Record extracts Block Start

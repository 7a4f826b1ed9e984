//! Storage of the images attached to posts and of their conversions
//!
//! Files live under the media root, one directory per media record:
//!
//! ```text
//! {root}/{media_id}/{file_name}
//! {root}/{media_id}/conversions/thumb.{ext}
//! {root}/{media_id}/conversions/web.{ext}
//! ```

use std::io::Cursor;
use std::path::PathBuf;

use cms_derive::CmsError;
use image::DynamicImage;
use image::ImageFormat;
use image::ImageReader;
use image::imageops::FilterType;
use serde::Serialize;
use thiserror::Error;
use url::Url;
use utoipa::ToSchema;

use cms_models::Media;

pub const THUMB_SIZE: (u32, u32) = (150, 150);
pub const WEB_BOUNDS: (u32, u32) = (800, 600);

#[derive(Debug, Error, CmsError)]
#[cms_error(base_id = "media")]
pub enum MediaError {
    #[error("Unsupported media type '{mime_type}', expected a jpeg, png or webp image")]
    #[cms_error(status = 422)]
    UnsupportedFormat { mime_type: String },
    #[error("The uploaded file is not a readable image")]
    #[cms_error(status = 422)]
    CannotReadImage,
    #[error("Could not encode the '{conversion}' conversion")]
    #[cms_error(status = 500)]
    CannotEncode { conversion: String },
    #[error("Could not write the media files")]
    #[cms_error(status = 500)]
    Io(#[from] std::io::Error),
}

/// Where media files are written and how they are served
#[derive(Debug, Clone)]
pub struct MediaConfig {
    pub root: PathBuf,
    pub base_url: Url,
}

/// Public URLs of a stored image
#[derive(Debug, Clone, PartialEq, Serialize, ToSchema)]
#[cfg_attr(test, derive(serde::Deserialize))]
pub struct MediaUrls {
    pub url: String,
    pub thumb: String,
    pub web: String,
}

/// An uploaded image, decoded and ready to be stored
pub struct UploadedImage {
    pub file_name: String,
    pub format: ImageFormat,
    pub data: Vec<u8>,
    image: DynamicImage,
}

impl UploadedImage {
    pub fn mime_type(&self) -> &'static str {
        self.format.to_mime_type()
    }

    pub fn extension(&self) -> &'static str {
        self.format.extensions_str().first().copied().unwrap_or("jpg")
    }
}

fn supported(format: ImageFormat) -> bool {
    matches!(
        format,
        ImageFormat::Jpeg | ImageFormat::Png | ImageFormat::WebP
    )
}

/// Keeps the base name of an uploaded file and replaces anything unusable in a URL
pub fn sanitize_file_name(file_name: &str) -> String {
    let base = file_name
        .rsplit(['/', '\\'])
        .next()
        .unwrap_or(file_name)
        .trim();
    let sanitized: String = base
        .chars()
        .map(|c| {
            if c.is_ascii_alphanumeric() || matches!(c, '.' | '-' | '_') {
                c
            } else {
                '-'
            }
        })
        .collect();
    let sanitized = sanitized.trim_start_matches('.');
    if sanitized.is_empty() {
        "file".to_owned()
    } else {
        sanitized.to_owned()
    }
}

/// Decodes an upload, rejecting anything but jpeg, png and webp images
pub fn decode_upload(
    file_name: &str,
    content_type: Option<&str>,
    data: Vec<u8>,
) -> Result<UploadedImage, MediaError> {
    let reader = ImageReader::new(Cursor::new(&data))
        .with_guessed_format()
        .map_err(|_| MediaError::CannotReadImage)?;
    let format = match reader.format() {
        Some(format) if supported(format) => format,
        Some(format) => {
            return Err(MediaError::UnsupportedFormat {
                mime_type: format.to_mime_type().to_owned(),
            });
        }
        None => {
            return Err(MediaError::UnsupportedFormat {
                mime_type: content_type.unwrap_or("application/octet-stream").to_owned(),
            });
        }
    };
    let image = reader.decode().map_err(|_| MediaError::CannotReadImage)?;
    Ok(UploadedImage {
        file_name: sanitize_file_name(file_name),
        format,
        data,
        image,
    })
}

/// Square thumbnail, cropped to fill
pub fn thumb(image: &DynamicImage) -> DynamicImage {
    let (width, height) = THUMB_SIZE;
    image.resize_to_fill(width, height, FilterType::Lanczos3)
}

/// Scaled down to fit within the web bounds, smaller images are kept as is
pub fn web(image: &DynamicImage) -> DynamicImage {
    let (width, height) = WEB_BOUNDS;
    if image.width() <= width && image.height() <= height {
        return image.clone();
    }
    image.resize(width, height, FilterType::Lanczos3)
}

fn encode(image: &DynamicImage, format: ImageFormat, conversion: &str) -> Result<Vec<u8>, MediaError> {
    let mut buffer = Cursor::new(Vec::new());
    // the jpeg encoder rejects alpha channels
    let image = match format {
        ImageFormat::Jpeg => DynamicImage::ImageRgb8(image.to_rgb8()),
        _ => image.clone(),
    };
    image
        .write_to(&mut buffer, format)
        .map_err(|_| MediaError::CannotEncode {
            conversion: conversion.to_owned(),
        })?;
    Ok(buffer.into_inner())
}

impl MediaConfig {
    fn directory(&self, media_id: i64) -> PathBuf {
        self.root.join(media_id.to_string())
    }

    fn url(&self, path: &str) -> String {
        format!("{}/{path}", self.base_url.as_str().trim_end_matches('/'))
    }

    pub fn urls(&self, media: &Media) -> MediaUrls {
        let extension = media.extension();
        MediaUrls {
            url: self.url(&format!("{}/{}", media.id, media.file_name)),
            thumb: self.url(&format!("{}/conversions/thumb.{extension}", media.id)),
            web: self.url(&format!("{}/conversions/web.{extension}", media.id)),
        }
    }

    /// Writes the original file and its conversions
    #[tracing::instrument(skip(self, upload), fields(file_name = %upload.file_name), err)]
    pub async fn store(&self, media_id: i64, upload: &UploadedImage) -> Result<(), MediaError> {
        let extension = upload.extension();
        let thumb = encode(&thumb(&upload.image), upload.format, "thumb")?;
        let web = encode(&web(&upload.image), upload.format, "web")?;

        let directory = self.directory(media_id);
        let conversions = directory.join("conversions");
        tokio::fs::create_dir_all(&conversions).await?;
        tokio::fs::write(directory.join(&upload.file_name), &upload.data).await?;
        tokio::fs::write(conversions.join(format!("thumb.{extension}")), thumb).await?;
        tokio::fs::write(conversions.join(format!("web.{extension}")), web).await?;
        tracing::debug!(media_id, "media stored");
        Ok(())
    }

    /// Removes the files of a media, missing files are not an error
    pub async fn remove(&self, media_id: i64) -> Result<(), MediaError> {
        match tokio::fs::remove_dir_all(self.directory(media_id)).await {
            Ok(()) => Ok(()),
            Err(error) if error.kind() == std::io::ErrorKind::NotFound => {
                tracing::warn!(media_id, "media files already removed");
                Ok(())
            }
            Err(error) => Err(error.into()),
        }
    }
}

Record extracts Block End

> [Exercise requirements]:
Wherever the string "width" appears in the records above, copy the line it sits in.

> [Solution to this exercise]:
    let (width, height) = THUMB_SIZE;
    image.resize_to_fill(width, height, FilterType::Lanczos3)
    let (width, height) = WEB_BOUNDS;
    if image.width() <= width && image.height() <= height {
    image.resize(width, height, FilterType::Lanczos3)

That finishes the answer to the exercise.